+++ Input data +++

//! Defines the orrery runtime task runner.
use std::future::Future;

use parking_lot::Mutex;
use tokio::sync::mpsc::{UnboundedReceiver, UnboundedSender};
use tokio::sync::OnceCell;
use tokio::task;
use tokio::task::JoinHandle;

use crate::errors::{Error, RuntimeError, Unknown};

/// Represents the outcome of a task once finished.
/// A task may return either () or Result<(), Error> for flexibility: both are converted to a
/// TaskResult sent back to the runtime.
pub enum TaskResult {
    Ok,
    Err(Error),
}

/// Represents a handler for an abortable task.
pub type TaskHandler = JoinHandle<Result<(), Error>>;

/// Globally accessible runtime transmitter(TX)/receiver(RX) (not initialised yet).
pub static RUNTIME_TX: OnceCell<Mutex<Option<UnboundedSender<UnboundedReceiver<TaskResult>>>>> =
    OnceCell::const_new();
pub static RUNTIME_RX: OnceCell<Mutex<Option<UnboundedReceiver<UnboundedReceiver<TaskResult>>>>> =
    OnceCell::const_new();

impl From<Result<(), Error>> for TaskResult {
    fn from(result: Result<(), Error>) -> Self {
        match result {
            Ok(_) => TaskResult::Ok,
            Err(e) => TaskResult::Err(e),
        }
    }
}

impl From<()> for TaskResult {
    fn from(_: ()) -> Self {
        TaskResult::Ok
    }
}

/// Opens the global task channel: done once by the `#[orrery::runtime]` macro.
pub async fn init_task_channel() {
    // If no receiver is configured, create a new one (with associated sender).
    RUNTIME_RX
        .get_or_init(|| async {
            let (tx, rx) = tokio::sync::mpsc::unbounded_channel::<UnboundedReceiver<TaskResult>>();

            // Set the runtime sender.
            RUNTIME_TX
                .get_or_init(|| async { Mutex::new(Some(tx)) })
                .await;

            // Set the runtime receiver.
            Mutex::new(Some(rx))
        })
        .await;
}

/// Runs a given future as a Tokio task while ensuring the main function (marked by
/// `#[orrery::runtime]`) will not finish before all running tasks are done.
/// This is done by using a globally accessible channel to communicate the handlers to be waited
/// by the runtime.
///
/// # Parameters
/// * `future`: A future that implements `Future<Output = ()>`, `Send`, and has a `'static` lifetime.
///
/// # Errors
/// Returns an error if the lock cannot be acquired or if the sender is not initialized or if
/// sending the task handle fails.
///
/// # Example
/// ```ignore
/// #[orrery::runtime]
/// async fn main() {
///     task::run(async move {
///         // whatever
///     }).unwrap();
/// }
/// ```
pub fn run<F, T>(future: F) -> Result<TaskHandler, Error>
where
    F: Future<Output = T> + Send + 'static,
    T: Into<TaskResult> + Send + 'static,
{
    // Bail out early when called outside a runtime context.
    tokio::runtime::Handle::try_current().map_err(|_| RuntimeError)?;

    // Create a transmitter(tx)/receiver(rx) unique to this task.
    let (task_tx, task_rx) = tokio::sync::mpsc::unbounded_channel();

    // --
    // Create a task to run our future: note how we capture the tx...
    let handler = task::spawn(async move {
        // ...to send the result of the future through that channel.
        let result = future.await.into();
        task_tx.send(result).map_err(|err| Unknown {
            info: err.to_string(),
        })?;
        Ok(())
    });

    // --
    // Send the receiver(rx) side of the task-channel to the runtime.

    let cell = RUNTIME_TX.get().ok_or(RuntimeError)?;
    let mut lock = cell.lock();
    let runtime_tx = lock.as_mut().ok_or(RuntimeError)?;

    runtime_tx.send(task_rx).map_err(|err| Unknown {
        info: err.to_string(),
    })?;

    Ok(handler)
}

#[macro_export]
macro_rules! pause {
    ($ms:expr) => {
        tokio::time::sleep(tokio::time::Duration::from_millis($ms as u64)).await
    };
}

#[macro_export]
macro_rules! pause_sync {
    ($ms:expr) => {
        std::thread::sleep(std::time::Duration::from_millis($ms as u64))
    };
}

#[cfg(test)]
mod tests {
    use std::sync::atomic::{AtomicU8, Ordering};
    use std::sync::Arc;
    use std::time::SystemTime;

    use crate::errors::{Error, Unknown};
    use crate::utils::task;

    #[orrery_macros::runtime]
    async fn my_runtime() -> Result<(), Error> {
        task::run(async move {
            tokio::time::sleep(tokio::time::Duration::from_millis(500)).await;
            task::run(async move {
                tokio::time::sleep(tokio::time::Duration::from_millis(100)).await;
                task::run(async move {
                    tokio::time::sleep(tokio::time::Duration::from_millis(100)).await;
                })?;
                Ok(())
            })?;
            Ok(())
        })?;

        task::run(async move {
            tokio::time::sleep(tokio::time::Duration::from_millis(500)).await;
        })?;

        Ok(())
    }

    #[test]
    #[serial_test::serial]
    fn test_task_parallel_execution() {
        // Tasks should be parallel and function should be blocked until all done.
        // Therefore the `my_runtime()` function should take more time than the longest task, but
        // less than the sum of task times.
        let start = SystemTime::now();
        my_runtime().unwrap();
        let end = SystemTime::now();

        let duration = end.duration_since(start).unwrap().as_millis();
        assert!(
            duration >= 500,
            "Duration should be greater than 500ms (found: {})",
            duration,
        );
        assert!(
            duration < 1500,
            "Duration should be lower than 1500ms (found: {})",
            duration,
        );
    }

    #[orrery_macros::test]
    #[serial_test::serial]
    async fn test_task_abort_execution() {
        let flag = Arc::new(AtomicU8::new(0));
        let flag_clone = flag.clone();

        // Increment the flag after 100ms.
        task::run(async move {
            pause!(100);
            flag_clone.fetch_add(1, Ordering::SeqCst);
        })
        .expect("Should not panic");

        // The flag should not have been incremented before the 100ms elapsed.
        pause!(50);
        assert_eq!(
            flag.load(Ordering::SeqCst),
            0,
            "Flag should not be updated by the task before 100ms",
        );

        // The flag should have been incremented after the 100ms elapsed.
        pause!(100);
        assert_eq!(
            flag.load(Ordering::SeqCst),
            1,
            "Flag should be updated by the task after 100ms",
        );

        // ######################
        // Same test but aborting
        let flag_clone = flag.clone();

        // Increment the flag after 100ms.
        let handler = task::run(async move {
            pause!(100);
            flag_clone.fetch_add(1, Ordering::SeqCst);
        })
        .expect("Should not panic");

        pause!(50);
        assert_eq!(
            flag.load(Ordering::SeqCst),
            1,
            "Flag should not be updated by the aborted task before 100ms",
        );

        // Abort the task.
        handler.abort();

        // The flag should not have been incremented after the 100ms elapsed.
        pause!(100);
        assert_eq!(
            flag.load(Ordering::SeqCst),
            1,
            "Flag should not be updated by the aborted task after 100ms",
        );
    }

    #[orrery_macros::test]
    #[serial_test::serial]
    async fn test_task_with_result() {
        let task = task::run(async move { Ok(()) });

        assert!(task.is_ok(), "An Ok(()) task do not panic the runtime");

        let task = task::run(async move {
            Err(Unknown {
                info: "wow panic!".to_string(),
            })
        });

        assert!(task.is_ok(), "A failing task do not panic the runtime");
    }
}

+++

Work item
Copy out, from the records above, every line that holds the string "function".

Response to the exercise
/// Runs a given future as a Tokio task while ensuring the main function (marked by
        // Tasks should be parallel and function should be blocked until all done.
        // Therefore the `my_runtime()` function should take more time than the longest task, but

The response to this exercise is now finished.